To do
In the entries that follow, how many lines contain "packages"? Answer with the number only.

Extracted entries
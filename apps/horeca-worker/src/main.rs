use clap::Parser;

#[tokio::main]
async fn main() -> color_eyre::Result<()> {
	color_eyre::install()?;

	let args = horeca_worker::Args::parse();

	horeca_worker::run(args).await
}
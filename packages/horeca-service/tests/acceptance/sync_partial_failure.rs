use std::sync::atomic::Ordering;

use time::macros::date;

use horeca_domain::{Endpoint, calendar::DateRange};
use horeca_service::{JobStage, ProgressAction, ProgressQuery, ProgressResponse, SyncRequest};
use horeca_storage::{aggregated, locations};

use super::{FAILING_DAY, StubEitje};

#[tokio::test]
#[ignore = "Requires external Postgres. Set HORECA_PG_DSN to run."]
async fn failed_day_is_reported_and_the_rest_is_aggregated_once() {
	let Some(test_db) = super::test_db().await else {
		eprintln!(
			"Skipping failed_day_is_reported_and_the_rest_is_aggregated_once; set HORECA_PG_DSN to run this test."
		);

		return;
	};
	let eitje = StubEitje::new(true);
	let service =
		super::build_service(super::test_config(test_db.dsn().to_string()), eitje.clone()).await;
	let range = DateRange { start: date!(2024 - 01 - 01), end: date!(2024 - 01 - 05) };
	let request = SyncRequest { start_date: range.start, end_date: range.end };
	let report = service
		.sync(Endpoint::TimeRegistrationShifts, request.clone())
		.await
		.expect("Sync failed.");

	assert!(report.success);
	assert!(report.error.is_none());
	assert_eq!(report.stage, JobStage::Done);
	assert_eq!(report.records_added, 4);
	assert_eq!(report.records_processed, 4);
	assert_eq!(report.last_sync_date, Some(date!(2024 - 01 - 05)));
	assert_eq!(report.errors.len(), 1);
	assert_eq!(report.errors[0].stage, JobStage::Fetching);
	assert_eq!(report.errors[0].date, Some(FAILING_DAY));
	assert_eq!(report.errors[0].attempts, 3);
	// Four good days plus three attempts at the failing one.
	assert_eq!(eitje.calls.load(Ordering::SeqCst), 7);

	let bea = locations::location_id_for("Bar Bea");
	let first = aggregated::list_labor_days(&service.db.pool, range, Some(bea))
		.await
		.expect("Failed to list labor aggregates.");

	assert_eq!(
		first.iter().map(|row| row.work_date).collect::<Vec<_>>(),
		vec![date!(2024 - 01 - 01), date!(2024 - 01 - 02), date!(2024 - 01 - 04), date!(2024 - 01 - 05)]
	);
	assert!(first.iter().all(|row| row.total_hours_worked == 8.0 && row.total_wage_cost == 120.0));
	assert!(first.iter().all(|row| row.employee_count == 1 && row.shift_count == 1));

	let rerun = service.aggregate_range(range, None).await.expect("Re-aggregation failed.");

	assert_eq!(rerun.rows_changed, 0);
	assert_eq!(rerun.rows_pruned, 0);

	let second = aggregated::list_labor_days(&service.db.pool, range, Some(bea))
		.await
		.expect("Failed to list labor aggregates.");

	assert_eq!(first, second);

	let resync =
		service.sync(Endpoint::TimeRegistrationShifts, request).await.expect("Second sync failed.");

	assert_eq!(resync.records_added, 0);
	assert_eq!(resync.records_unchanged, 4);
	assert_eq!(resync.aggregated, 0);

	let progress = service
		.progress(ProgressQuery {
			endpoint: Some(Endpoint::TimeRegistrationShifts),
			year: Some(2024),
			month: Some(1),
			action: ProgressAction::Monthly,
			date: None,
		})
		.await
		.expect("Progress failed.");
	let ProgressResponse::Monthly(progress) = progress else {
		panic!("Expected a monthly progress response.");
	};

	assert_eq!(progress.synced_days, 4);
	assert_eq!(progress.total_days, 31);
	assert!(!progress.is_complete);
	assert_eq!(
		progress.missing_ranges,
		vec![
			DateRange { start: FAILING_DAY, end: FAILING_DAY },
			DateRange { start: date!(2024 - 01 - 06), end: date!(2024 - 01 - 31) },
		]
	);

	test_db.cleanup().await.expect("Failed to cleanup test database.");
}

#[tokio::test]
#[ignore = "Requires external Postgres. Set HORECA_PG_DSN to run."]
async fn sync_with_every_unit_failing_carries_a_top_level_error() {
	let Some(test_db) = super::test_db().await else {
		eprintln!(
			"Skipping sync_with_every_unit_failing_carries_a_top_level_error; set HORECA_PG_DSN to run this test."
		);

		return;
	};
	let service =
		super::build_service(super::test_config(test_db.dsn().to_string()), StubEitje::new(true))
			.await;
	let request = SyncRequest { start_date: FAILING_DAY, end_date: FAILING_DAY };
	let report =
		service.sync(Endpoint::TimeRegistrationShifts, request).await.expect("Sync failed.");

	assert!(!report.success);
	assert_eq!(report.stage, JobStage::Failed);
	assert_eq!(report.records_added, 0);
	assert!(report.error.as_deref().is_some_and(|error| error.contains("timed out")));

	let body = serde_json::to_value(&report).expect("Report should serialize.");

	assert_eq!(body["success"], false);
	assert!(body["error"].is_string());
	assert_eq!(body["errors"].as_array().map(Vec::len), Some(1));

	test_db.cleanup().await.expect("Failed to cleanup test database.");
}
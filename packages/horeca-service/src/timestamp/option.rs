use serde::Serializer;
use time::OffsetDateTime;

pub fn serialize<S>(value: &Option<OffsetDateTime>, serializer: S) -> Result<S::Ok, S::Error>
where
	S: Serializer,
{
	match value {
		Some(value) => crate::timestamp::serialize(value, serializer),
		None => serializer.serialize_none(),
	}
}
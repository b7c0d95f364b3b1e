use sqlx::PgExecutor;
use time::OffsetDateTime;

use crate::{Result, models::ScheduleState};

#[derive(Debug, Clone)]
pub struct ScheduleRun<'a> {
	pub endpoint: &'a str,
	pub last_run_at: OffsetDateTime,
	pub next_run_at: OffsetDateTime,
	pub status: &'a str,
	pub error: Option<&'a str>,
}

pub async fn record_run<'e, E>(executor: E, run: &ScheduleRun<'_>) -> Result<()>
where
	E: PgExecutor<'e>,
{
	sqlx::query(
		"\
INSERT INTO sync_schedule_state (
	endpoint,
	last_run_at,
	next_run_at,
	last_status,
	last_error,
	updated_at
)
VALUES ($1, $2, $3, $4, $5, $2)
ON CONFLICT (endpoint) DO UPDATE
SET
	last_run_at = EXCLUDED.last_run_at,
	next_run_at = EXCLUDED.next_run_at,
	last_status = EXCLUDED.last_status,
	last_error = EXCLUDED.last_error,
	updated_at = EXCLUDED.updated_at",
	)
	.bind(run.endpoint)
	.bind(run.last_run_at)
	.bind(run.next_run_at)
	.bind(run.status)
	.bind(run.error)
	.execute(executor)
	.await?;

	Ok(())
}

pub async fn get_state<'e, E>(executor: E, endpoint: &str) -> Result<Option<ScheduleState>>
where
	E: PgExecutor<'e>,
{
	let row = sqlx::query_as::<_, ScheduleState>(
		"\
SELECT endpoint, last_run_at, next_run_at, last_status, last_error, updated_at
FROM sync_schedule_state
WHERE endpoint = $1",
	)
	.bind(endpoint)
	.fetch_optional(executor)
	.await?;

	Ok(row)
}
use std::collections::BTreeSet;

use time::{Date, macros::date};

use horeca_domain::{
	Endpoint,
	calendar::{self, DateRange},
	location_match::{self, MatchStrategy},
	pnl::{self, LedgerRow},
};

fn days(year_month: (i32, time::Month), day_numbers: impl IntoIterator<Item = u8>) -> BTreeSet<Date> {
	day_numbers
		.into_iter()
		.map(|day| {
			Date::from_calendar_date(year_month.0, year_month.1, day).expect("Valid test date.")
		})
		.collect()
}

fn ledger(category: &str, amount: f64) -> LedgerRow {
	LedgerRow {
		category: category.to_string(),
		subcategory: None,
		gl_account: None,
		amount,
	}
}

#[test]
fn month_with_gap_reports_one_missing_range() {
	let processed = days((2024, time::Month::January), (1..=10).chain(15..=31));
	let progress = calendar::monthly_progress(
		Endpoint::TimeRegistrationShifts,
		2024,
		1,
		date!(2024 - 03 - 01),
		&processed,
		&processed,
	)
	.expect("Valid month.");

	assert_eq!(
		progress.missing_ranges,
		vec![DateRange { start: date!(2024 - 01 - 11), end: date!(2024 - 01 - 14) }]
	);
	assert_eq!(progress.synced_days, 27);
	assert_eq!(progress.total_days, 31);
	assert!(!progress.is_complete);
}

#[test]
fn fully_covered_month_is_complete() {
	let processed = days((2024, time::Month::April), 1..=30);
	let progress = calendar::monthly_progress(
		Endpoint::RevenueDays,
		2024,
		4,
		date!(2024 - 06 - 15),
		&BTreeSet::new(),
		&processed,
	)
	.expect("Valid month.");

	assert!(progress.is_complete);
	assert!(progress.missing_ranges.is_empty());
	assert_eq!(progress.synced_days, 30);
	assert_eq!(progress.raw_days, 0);
}

#[test]
fn current_month_counts_up_to_today_only() {
	let processed = days((2024, time::Month::May), 1..=9);
	let progress = calendar::monthly_progress(
		Endpoint::BorkTicketDay,
		2024,
		5,
		date!(2024 - 05 - 10),
		&processed,
		&processed,
	)
	.expect("Valid month.");

	assert_eq!(progress.total_days, 10);
	assert_eq!(
		progress.missing_ranges,
		vec![DateRange { start: date!(2024 - 05 - 10), end: date!(2024 - 05 - 10) }]
	);
}

#[test]
fn future_month_is_empty_and_incomplete() {
	let progress = calendar::monthly_progress(
		Endpoint::PlanningShifts,
		2030,
		1,
		date!(2024 - 05 - 10),
		&BTreeSet::new(),
		&BTreeSet::new(),
	)
	.expect("Valid month.");

	assert_eq!(progress.total_days, 0);
	assert!(!progress.is_complete);
}

#[test]
fn punctuated_vendor_name_matches_canonical_location() {
	let locations = ["Van Kinsbergen", "Bar Bea", "L'Amour Toujours"];
	let hit = location_match::match_location("Bar-Bea", &locations).expect("Expected a match.");

	assert_eq!(hit.index, 1);
	assert_eq!(hit.strategy, MatchStrategy::Normalized);
}

#[test]
fn duplicate_ledger_tuples_are_summed_once() {
	let rows = vec![
		ledger("Overige bedrijfskosten A", -10_158.0),
		ledger("Overige bedrijfskosten A", -10_158.0),
		ledger("Overige bedrijfskosten B", -14_790.0),
		ledger("Overige bedrijfskosten B", -14_790.0),
	];
	let totals = pnl::compute_totals(&rows);

	assert_eq!(totals.other_costs, -24_948.0);
	assert_eq!(totals.duplicates_skipped, 2);
}

#[test]
fn resultaat_margin_accepts_small_and_rejects_large_differences() {
	let rows = vec![
		ledger("Netto-omzet", 100_000.0),
		ledger("Kostprijs van de omzet", -40_000.0),
		ledger("Personeelskosten", -30_000.0),
		ledger("Overige bedrijfskosten", -25_000.0),
	];
	let totals = pnl::compute_totals(&rows);

	assert_eq!(totals.resultaat, 5_000.0);

	let close = pnl::validate_margin(totals.resultaat, 5_040.0, 1.0);

	assert_eq!(close.percentage_difference, 0.8);
	assert!(close.within_margin);

	let far = pnl::validate_margin(totals.resultaat, 5_200.0, 1.0);

	assert_eq!(far.percentage_difference, 4.0);
	assert!(!far.within_margin);
}
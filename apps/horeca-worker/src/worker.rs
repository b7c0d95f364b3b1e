//! Scheduled sync trigger.
//!
//! Every configured endpoint is synced over a trailing window of days through the regular sync
//! entry point. A failed run is retried sooner than the regular interval, with doubling backoff.

use std::{collections::HashMap, time::Duration as StdDuration};

use time::{Duration, OffsetDateTime};
use tokio::time as tokio_time;

use crate::{Error, Result};
use horeca_domain::{Endpoint, calendar::DateRange};
use horeca_service::{HorecaService, SyncRequest};
use horeca_storage::schedule::{self, ScheduleRun};

const BASE_BACKOFF_MS: i64 = 30_000;
const MAX_BACKOFF_MS: i64 = 30 * 60_000;
const MAX_STORED_ERROR_CHARS: usize = 1_024;

pub struct WorkerState {
	pub service: HorecaService,
	pub endpoints: Vec<Endpoint>,
}
impl WorkerState {
	pub fn new(service: HorecaService) -> Result<Self> {
		let endpoints = parse_endpoints(&service.cfg.schedule.endpoints)?;

		Ok(Self { service, endpoints })
	}
}

pub async fn run_scheduler(state: WorkerState) -> Result<()> {
	let schedule = &state.service.cfg.schedule;

	if !schedule.enabled {
		tracing::warn!("Scheduled sync is disabled; set schedule.enabled to run it.");

		return Ok(());
	}

	let interval = Duration::minutes(schedule.interval_minutes.max(1) as i64);
	let mut failures: HashMap<Endpoint, u32> = HashMap::new();
	let mut due: HashMap<Endpoint, OffsetDateTime> = HashMap::new();

	tracing::info!(
		endpoints = state.endpoints.len(),
		interval_minutes = schedule.interval_minutes,
		lookback_days = schedule.lookback_days,
		"Scheduler started."
	);

	loop {
		let now = OffsetDateTime::now_utc();

		for endpoint in &state.endpoints {
			if due.get(endpoint).is_some_and(|at| *at > now) {
				continue;
			}

			let failed = failures.entry(*endpoint).or_default();
			let next_run_at = match run_endpoint_once(&state, *endpoint, now, interval, *failed).await {
				Ok(next_run_at) => {
					*failed = 0;

					next_run_at
				},
				Err(next_run_at) => {
					*failed += 1;

					next_run_at
				},
			};

			due.insert(*endpoint, next_run_at);
		}

		let now = OffsetDateTime::now_utc();
		let wake_at = due.values().min().copied().unwrap_or(now + interval);

		tokio_time::sleep(to_std_duration(wake_at - now)).await;
	}
}

/// Runs one sync and records it. Both arms carry the time the endpoint is due again.
async fn run_endpoint_once(
	state: &WorkerState,
	endpoint: Endpoint,
	now: OffsetDateTime,
	interval: Duration,
	previous_failures: u32,
) -> std::result::Result<OffsetDateTime, OffsetDateTime> {
	let window = sync_window(state.service.today(), state.service.cfg.schedule.lookback_days);
	let request = SyncRequest { start_date: window.start, end_date: window.end };
	let outcome = state.service.sync(endpoint, request).await;
	let (status, error, ok) = match &outcome {
		Ok(report) if report.success => ("done", None, true),
		Ok(report) => {
			let summary = report
				.error
				.as_deref()
				.or_else(|| report.errors.first().map(|err| err.message.as_str()))
				.unwrap_or("");

			("failed", Some(sanitize_error(summary)), false)
		},
		Err(err) => ("failed", Some(sanitize_error(&err.to_string())), false),
	};
	let next_run_at =
		if ok { now + interval } else { now + backoff_for_attempt(previous_failures + 1).min(interval) };

	match &outcome {
		Ok(report) => tracing::info!(
			endpoint = %endpoint,
			start = %window.start,
			end = %window.end,
			records_added = report.records_added,
			records_updated = report.records_updated,
			errors = report.errors.len(),
			%next_run_at,
			"Scheduled sync finished."
		),
		Err(err) => tracing::error!(endpoint = %endpoint, error = %err, %next_run_at, "Scheduled sync failed."),
	}

	let run = ScheduleRun {
		endpoint: endpoint.as_str(),
		last_run_at: now,
		next_run_at,
		status,
		error: error.as_deref(),
	};

	if let Err(err) = schedule::record_run(&state.service.db.pool, &run).await {
		tracing::error!(endpoint = %endpoint, error = %err, "Failed to record schedule state.");
	}

	if ok { Ok(next_run_at) } else { Err(next_run_at) }
}

fn parse_endpoints(names: &[String]) -> Result<Vec<Endpoint>> {
	let mut endpoints = Vec::with_capacity(names.len());

	for name in names {
		let endpoint: Endpoint = name.parse().map_err(|err: horeca_domain::UnknownEndpoint| {
			Error::Validation(format!("schedule.endpoints: {err}"))
		})?;

		if !endpoints.contains(&endpoint) {
			endpoints.push(endpoint);
		}
	}

	if endpoints.is_empty() {
		return Err(Error::Validation("schedule.endpoints must not be empty.".to_string()));
	}

	Ok(endpoints)
}

/// Trailing window ending today, `lookback_days` days back.
fn sync_window(today: time::Date, lookback_days: u32) -> DateRange {
	let start = today - Duration::days(i64::from(lookback_days));

	DateRange { start, end: today }
}

fn backoff_for_attempt(attempt: u32) -> Duration {
	let exp = attempt.max(1).saturating_sub(1).min(6);
	let base = BASE_BACKOFF_MS.saturating_mul(1 << exp);

	Duration::milliseconds(base.min(MAX_BACKOFF_MS))
}

fn to_std_duration(duration: Duration) -> StdDuration {
	let millis = duration.whole_milliseconds();

	if millis <= 0 {
		return StdDuration::from_millis(0);
	}

	StdDuration::from_millis(millis as u64)
}

/// Redacts credential-looking words and caps the length before the text is persisted.
fn sanitize_error(text: &str) -> String {
	let mut parts = Vec::new();

	for raw in text.split_whitespace() {
		let lowered = raw.to_ascii_lowercase();
		let mut word = raw.to_string();

		for key in ["appid", "app_id", "password", "secret", "token"] {
			if lowered.contains(key) && (lowered.contains('=') || lowered.contains(':')) {
				let sep = if raw.contains('=') { '=' } else { ':' };
				let prefix = raw.split(sep).next().unwrap_or(raw);

				word = format!("{prefix}{sep}[REDACTED]");

				break;
			}
		}

		parts.push(word);
	}

	let mut out = parts.join(" ");

	if out.chars().count() > MAX_STORED_ERROR_CHARS {
		out = out.chars().take(MAX_STORED_ERROR_CHARS).collect();
		out.push_str("...");
	}

	out
}

#[cfg(test)]
mod tests {
	use time::macros::date;

	use super::*;

	#[test]
	fn backoff_doubles_and_caps() {
		assert_eq!(backoff_for_attempt(1), Duration::seconds(30));
		assert_eq!(backoff_for_attempt(2), Duration::seconds(60));
		assert_eq!(backoff_for_attempt(4), Duration::seconds(240));
		assert_eq!(backoff_for_attempt(20), Duration::minutes(30));
	}

	#[test]
	fn window_covers_lookback_and_today() {
		let window = sync_window(date!(2024 - 03 - 01), 2);

		assert_eq!(window.start, date!(2024 - 02 - 28));
		assert_eq!(window.end, date!(2024 - 03 - 01));
		assert_eq!(window.days(), 3);
	}

	#[test]
	fn endpoints_are_parsed_once_each() {
		let names = vec![
			"revenue_days".to_string(),
			"bork-ticket-day".to_string(),
			"revenue_days".to_string(),
		];

		assert_eq!(
			parse_endpoints(&names).expect("Endpoints should parse."),
			vec![Endpoint::RevenueDays, Endpoint::BorkTicketDay]
		);
		assert!(parse_endpoints(&["inventory".to_string()]).is_err());
		assert!(parse_endpoints(&[]).is_err());
	}

	#[test]
	fn stored_errors_hide_credentials() {
		let message = "GET https://bork.invalid/ticket/day.json/20240101?appid=abc123 failed password=hunter2";
		let sanitized = sanitize_error(message);

		assert!(!sanitized.contains("hunter2"));
		assert!(!sanitized.contains("abc123"));
		assert!(sanitized.contains("password=[REDACTED]"));
		assert!(sanitize_error(&"x".repeat(2_000)).ends_with("..."));
	}

	#[test]
	fn negative_durations_sleep_zero() {
		assert_eq!(to_std_duration(Duration::seconds(-5)), StdDuration::ZERO);
		assert_eq!(to_std_duration(Duration::milliseconds(1_500)), StdDuration::from_millis(1_500));
	}
}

Output for this task
2